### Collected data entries
-- Opening Marker --
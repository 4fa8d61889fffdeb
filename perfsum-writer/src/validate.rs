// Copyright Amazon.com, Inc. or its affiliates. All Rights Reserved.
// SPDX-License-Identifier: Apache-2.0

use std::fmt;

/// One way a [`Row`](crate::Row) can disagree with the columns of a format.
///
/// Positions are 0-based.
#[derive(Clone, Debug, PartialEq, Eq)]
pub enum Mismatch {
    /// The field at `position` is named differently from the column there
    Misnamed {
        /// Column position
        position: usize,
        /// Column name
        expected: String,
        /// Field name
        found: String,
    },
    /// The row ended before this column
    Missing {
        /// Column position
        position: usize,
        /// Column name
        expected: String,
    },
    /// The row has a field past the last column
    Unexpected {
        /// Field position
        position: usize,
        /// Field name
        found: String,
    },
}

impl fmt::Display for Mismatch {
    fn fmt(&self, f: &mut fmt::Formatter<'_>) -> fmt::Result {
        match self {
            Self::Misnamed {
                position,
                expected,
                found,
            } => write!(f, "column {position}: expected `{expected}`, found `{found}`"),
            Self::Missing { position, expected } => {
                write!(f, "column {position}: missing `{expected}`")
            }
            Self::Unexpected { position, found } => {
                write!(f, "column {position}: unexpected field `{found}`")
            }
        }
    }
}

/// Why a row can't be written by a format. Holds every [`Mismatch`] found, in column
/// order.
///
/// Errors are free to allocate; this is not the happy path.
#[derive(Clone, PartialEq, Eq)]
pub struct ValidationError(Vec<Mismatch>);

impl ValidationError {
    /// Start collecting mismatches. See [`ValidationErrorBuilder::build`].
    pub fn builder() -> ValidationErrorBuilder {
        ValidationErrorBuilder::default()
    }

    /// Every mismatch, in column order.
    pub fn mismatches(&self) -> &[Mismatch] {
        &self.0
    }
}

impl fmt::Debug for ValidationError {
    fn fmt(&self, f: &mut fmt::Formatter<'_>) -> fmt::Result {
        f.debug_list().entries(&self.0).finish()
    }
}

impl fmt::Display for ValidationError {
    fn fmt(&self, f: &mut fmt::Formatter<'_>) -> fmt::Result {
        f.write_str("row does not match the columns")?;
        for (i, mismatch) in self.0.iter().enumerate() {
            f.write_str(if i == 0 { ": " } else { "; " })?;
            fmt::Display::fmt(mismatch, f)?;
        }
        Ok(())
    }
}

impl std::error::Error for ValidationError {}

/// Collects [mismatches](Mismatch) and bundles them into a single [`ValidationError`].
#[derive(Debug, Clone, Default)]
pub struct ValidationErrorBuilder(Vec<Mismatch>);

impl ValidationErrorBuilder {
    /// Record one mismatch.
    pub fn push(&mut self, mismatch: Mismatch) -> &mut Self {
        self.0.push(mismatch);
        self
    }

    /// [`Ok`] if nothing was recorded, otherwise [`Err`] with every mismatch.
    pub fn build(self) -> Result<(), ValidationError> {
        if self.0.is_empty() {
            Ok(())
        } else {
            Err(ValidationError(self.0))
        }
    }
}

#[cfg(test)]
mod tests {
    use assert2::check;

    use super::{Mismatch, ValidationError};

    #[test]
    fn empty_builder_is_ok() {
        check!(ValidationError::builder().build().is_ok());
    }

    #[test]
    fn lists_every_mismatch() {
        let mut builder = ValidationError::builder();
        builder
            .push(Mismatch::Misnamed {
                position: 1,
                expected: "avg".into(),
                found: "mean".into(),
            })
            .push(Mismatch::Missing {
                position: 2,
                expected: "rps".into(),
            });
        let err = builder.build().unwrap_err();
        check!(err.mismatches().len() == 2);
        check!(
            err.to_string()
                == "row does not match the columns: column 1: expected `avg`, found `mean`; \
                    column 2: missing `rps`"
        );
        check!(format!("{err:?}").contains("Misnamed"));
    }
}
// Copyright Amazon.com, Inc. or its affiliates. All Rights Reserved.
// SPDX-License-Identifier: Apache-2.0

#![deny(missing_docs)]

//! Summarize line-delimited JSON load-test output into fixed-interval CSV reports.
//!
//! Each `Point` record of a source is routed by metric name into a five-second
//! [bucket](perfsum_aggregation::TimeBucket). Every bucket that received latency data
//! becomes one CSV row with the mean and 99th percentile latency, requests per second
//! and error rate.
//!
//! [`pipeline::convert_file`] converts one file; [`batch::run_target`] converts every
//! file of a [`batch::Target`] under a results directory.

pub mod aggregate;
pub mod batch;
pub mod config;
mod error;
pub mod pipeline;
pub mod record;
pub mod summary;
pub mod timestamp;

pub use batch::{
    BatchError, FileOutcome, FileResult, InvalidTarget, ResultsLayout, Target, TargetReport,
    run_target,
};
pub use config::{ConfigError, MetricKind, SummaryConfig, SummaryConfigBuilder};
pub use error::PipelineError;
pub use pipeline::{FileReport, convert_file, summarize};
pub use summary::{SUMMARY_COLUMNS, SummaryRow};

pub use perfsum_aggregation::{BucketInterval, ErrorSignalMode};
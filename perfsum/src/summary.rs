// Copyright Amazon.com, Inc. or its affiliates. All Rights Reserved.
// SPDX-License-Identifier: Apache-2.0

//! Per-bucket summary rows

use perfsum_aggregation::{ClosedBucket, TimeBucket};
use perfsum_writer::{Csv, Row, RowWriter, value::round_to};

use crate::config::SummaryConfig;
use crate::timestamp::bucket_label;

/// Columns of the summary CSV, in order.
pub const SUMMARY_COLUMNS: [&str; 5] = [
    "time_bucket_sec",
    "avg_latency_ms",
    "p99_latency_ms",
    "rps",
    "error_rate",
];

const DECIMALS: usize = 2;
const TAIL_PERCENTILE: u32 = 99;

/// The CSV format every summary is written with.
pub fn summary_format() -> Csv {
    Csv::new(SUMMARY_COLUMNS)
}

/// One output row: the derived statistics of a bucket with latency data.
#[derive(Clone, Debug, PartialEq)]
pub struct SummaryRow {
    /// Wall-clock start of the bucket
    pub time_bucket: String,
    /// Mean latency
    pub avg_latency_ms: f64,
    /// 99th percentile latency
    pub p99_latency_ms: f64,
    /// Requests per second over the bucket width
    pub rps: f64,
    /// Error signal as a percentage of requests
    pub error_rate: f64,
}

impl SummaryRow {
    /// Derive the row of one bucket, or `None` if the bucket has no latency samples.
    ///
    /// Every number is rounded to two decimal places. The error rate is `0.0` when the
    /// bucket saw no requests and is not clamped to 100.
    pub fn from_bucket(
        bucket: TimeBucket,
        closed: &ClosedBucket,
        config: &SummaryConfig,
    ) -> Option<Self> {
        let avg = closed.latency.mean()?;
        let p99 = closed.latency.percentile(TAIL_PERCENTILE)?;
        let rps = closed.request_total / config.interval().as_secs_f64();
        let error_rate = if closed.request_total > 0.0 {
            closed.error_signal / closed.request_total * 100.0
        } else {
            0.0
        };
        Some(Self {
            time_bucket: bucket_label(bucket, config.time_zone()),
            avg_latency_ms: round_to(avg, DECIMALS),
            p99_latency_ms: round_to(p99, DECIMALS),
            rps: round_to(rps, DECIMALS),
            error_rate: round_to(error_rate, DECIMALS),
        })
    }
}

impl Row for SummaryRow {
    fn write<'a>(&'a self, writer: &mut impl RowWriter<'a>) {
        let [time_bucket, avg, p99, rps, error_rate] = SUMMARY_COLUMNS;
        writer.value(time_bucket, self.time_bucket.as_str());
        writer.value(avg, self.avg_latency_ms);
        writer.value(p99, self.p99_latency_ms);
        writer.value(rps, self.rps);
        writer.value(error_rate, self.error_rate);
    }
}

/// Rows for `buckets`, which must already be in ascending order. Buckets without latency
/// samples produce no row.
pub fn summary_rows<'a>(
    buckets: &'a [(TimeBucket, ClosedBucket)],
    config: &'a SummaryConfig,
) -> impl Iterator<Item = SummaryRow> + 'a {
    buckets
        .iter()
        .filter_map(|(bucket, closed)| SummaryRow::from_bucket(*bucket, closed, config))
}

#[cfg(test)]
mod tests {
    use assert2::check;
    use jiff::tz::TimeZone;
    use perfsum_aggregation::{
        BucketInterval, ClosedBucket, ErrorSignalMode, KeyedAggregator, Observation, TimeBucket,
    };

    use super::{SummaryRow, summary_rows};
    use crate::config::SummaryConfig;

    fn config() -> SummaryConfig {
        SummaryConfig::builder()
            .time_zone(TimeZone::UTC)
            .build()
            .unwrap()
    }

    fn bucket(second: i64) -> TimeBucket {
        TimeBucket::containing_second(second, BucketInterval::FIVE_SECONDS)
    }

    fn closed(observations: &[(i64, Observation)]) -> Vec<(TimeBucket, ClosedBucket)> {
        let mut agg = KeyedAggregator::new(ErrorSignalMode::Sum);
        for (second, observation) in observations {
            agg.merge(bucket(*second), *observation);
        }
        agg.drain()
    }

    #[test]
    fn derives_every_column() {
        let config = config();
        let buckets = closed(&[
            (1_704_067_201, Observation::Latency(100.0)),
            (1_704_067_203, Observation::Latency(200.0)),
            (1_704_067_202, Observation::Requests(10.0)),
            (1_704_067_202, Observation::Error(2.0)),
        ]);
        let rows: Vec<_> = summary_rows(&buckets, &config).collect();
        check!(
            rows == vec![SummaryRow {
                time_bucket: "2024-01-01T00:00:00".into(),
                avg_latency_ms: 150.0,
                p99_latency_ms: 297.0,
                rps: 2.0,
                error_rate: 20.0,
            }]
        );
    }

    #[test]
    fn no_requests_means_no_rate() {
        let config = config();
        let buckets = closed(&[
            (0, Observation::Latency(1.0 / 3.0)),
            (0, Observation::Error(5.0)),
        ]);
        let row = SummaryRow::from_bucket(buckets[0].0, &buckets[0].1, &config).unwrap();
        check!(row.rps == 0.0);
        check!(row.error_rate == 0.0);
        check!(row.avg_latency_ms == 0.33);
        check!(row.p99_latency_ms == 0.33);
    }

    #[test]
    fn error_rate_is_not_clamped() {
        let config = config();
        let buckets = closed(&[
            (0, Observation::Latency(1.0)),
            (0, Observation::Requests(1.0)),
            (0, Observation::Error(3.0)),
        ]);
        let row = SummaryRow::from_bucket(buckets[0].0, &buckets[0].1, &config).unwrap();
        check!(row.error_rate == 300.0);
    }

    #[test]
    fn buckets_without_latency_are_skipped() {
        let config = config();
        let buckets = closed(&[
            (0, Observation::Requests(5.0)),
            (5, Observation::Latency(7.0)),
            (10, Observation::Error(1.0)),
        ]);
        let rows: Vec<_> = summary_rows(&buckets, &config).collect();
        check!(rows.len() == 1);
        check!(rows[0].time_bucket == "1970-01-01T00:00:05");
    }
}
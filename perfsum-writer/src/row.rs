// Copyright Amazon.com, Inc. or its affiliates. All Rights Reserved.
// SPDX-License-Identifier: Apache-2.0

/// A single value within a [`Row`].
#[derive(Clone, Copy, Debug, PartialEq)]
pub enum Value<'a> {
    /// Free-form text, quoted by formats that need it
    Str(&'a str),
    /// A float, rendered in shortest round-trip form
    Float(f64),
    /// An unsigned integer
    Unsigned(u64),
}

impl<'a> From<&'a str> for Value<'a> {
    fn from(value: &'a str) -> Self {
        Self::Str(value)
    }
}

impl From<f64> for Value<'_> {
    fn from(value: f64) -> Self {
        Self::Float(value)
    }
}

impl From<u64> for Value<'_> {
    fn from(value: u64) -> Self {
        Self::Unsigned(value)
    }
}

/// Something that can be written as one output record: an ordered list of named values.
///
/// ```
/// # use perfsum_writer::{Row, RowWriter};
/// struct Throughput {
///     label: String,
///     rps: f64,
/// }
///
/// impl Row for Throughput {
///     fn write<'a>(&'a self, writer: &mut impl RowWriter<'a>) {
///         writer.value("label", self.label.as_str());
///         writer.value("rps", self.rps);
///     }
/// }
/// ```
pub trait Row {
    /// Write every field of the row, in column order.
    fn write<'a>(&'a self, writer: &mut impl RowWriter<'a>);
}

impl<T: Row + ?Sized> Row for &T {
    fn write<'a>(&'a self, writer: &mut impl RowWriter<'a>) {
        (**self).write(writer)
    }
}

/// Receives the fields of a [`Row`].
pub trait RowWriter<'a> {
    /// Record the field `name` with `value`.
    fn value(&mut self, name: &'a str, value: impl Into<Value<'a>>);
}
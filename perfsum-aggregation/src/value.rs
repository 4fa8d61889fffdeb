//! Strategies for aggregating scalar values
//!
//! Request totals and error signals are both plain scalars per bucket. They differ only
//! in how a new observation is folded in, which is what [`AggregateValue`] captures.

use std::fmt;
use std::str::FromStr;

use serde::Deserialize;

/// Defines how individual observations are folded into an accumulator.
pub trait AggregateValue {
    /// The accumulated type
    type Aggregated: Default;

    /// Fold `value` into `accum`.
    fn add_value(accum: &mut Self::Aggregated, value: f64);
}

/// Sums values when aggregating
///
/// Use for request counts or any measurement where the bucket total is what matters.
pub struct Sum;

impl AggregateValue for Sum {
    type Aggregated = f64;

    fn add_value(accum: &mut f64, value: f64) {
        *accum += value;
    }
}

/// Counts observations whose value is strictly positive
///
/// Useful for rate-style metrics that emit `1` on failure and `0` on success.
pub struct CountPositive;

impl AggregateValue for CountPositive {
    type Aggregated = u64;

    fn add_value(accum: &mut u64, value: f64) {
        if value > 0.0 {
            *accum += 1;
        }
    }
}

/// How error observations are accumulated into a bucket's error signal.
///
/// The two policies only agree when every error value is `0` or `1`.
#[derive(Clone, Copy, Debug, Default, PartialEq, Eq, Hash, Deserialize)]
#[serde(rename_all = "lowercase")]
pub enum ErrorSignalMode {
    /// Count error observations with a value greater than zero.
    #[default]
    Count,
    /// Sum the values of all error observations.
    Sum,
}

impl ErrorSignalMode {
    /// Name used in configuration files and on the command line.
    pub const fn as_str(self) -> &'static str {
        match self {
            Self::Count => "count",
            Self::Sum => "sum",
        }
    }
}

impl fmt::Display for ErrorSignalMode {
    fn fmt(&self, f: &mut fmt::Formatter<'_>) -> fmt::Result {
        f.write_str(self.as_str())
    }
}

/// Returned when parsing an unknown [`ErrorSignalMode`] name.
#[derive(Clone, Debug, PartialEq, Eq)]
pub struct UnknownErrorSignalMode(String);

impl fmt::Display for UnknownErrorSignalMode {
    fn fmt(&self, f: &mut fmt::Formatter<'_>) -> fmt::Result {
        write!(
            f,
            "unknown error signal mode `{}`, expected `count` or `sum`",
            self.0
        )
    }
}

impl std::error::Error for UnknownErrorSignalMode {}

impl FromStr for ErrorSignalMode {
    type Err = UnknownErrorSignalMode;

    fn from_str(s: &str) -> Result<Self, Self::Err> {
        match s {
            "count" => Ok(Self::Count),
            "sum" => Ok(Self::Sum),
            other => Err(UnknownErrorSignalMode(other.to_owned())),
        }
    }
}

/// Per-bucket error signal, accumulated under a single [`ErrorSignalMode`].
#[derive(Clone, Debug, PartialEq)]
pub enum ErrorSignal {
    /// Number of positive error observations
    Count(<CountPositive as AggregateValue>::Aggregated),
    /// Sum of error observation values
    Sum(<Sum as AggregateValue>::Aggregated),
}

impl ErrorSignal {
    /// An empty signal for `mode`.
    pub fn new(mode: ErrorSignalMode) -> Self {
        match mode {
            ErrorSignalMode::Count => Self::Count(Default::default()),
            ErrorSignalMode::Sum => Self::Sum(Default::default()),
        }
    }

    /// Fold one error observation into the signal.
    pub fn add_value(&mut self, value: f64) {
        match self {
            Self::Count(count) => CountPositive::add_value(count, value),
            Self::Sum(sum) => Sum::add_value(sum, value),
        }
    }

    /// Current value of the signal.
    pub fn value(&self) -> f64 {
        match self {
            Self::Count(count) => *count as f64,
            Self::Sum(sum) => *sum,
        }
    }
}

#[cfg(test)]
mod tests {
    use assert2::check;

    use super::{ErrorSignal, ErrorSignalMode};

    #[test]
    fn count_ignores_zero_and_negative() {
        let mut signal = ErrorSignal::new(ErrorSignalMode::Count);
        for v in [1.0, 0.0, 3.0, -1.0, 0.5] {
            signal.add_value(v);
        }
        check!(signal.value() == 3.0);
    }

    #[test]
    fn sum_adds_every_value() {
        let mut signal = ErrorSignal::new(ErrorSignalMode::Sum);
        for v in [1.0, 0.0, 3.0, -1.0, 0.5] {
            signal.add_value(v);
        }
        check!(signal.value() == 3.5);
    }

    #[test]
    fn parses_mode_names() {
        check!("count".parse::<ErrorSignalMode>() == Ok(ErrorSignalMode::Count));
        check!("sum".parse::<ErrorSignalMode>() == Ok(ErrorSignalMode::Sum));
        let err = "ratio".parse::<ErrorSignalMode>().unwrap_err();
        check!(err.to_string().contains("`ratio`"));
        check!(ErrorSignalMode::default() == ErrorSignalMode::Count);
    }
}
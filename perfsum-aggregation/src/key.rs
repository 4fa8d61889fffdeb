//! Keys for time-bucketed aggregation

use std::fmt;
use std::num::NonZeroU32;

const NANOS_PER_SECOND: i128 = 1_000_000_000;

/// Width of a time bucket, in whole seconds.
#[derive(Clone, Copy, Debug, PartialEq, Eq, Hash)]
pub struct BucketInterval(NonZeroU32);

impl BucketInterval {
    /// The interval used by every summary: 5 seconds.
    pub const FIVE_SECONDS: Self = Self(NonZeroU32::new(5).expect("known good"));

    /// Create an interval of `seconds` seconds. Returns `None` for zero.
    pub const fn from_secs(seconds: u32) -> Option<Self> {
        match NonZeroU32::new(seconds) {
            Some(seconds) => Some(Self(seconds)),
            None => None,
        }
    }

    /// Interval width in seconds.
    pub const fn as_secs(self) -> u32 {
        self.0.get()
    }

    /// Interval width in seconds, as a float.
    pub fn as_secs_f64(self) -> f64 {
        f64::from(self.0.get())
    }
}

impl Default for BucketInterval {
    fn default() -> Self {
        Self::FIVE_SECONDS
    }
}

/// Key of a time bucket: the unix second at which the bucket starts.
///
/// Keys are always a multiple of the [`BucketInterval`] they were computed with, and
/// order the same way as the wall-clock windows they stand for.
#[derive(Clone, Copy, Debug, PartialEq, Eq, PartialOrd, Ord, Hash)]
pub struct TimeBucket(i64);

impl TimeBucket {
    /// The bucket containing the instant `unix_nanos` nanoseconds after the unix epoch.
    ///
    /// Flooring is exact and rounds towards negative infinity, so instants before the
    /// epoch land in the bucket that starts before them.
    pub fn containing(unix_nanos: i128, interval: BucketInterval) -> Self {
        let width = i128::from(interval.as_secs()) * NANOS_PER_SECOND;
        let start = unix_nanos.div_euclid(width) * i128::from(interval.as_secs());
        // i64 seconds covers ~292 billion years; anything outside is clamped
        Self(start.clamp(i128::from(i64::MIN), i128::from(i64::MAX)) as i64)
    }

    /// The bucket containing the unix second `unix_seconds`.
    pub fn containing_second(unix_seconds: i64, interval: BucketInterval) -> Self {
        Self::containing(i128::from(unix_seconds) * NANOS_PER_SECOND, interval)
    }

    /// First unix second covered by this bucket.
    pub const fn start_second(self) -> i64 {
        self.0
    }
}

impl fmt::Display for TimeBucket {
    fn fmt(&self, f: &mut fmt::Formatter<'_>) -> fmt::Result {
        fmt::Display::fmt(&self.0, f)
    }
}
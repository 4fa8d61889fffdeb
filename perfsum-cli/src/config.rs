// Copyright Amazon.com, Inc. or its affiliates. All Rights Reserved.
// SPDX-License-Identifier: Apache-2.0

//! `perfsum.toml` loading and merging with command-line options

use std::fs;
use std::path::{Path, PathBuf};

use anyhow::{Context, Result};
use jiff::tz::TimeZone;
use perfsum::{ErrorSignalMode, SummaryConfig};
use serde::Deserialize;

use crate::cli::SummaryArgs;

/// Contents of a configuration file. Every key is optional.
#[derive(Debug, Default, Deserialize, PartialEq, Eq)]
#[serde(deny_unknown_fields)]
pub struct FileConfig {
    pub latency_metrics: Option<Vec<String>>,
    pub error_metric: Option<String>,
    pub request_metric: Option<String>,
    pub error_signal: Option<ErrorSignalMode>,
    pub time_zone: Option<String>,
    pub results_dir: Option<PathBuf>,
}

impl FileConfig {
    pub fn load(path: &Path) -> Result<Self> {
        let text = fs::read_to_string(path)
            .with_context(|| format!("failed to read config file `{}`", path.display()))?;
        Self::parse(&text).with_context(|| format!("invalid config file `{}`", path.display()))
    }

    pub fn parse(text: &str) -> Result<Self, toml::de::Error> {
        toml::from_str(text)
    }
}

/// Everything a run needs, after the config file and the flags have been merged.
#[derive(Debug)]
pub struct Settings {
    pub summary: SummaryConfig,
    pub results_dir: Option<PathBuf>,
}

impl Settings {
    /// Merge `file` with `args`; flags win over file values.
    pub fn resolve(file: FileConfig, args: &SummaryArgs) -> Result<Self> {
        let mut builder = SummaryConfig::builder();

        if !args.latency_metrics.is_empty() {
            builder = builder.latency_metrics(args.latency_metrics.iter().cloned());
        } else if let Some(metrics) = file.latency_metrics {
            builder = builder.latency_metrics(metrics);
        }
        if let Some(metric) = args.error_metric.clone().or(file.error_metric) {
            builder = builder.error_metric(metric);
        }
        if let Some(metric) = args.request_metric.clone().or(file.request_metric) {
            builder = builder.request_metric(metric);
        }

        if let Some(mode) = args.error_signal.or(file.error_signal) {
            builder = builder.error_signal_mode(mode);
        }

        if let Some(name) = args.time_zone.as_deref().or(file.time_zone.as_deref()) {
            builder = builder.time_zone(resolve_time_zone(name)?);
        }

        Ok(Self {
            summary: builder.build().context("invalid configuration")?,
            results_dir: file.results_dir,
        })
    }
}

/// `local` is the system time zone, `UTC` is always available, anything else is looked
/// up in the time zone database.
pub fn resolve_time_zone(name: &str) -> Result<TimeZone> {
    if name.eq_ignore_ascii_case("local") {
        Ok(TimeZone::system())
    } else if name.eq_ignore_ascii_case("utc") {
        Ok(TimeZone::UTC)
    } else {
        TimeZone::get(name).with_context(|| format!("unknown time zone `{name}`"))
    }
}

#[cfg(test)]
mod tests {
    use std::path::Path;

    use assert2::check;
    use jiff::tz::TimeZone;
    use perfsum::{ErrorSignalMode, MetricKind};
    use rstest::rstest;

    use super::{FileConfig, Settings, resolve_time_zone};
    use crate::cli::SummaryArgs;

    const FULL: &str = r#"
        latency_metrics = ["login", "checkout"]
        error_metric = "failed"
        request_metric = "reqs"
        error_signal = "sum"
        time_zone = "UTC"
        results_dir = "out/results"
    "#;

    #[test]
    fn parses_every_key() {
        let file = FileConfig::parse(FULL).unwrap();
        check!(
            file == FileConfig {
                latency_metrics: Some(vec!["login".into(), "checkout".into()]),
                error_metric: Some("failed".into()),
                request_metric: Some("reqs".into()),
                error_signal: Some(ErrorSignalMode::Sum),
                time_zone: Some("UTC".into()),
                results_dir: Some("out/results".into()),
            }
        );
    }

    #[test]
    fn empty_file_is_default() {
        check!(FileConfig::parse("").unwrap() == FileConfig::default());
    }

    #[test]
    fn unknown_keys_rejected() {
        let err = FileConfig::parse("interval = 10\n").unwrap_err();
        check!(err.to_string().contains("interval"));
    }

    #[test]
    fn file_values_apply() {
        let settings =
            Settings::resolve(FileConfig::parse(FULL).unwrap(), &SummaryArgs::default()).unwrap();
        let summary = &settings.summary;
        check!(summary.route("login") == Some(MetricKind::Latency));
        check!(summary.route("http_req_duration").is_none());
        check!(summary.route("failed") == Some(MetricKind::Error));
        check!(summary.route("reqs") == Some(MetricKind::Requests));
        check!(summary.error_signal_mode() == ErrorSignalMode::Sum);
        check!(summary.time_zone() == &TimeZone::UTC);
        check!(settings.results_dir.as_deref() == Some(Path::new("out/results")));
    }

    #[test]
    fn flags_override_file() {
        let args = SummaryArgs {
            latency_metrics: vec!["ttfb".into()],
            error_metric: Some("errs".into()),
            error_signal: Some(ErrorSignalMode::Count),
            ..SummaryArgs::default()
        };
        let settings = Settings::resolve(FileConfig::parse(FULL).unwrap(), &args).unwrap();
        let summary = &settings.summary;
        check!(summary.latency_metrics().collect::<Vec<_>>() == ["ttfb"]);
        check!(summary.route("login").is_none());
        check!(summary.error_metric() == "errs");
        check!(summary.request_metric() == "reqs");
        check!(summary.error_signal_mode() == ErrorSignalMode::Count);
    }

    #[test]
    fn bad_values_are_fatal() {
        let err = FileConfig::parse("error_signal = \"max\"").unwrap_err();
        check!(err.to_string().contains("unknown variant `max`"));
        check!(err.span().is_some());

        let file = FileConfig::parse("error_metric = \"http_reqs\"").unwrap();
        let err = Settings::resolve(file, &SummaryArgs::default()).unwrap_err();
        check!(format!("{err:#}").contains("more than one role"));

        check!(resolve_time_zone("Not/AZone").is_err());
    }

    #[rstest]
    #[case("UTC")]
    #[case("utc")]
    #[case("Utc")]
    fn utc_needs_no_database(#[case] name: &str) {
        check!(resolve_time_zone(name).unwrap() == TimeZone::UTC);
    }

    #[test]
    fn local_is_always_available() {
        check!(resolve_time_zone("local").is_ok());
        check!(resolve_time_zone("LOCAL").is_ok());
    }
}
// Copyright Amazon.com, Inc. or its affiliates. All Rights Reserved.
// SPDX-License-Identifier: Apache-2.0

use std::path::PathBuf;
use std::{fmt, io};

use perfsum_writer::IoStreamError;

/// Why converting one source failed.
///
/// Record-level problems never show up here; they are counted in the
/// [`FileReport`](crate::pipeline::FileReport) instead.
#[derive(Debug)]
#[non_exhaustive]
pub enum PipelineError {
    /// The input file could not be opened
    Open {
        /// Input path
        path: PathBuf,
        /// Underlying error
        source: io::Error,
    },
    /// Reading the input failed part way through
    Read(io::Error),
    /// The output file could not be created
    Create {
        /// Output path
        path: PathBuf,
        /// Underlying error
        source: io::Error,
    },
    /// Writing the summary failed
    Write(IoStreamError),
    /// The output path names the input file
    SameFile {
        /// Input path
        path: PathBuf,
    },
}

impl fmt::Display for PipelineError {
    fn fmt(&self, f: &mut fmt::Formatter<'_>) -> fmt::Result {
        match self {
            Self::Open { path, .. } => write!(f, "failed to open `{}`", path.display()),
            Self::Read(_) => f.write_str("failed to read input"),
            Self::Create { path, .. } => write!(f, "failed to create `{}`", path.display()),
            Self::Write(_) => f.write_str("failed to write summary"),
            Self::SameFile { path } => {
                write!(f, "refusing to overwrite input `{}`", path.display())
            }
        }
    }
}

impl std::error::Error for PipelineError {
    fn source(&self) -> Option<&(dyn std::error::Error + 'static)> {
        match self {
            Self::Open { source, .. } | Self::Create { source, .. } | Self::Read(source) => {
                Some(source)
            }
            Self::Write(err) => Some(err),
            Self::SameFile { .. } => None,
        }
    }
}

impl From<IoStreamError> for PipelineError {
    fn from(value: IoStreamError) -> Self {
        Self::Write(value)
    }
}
-- Closing Marker --
### GOAL OF THE EXERCISE
From the entries above, restate word for word the lines from the line containing "use crate::timestamp::bucket_label;" to the line containing "const DECIMALS: usize = 2;", both ends included, and nothing more.

### YOUR RESPONSE
use crate::timestamp::bucket_label;

/// Columns of the summary CSV, in order.
pub const SUMMARY_COLUMNS: [&str; 5] = [
    "time_bucket_sec",
    "avg_latency_ms",
    "p99_latency_ms",
    "rps",
    "error_rate",
];

const DECIMALS: usize = 2;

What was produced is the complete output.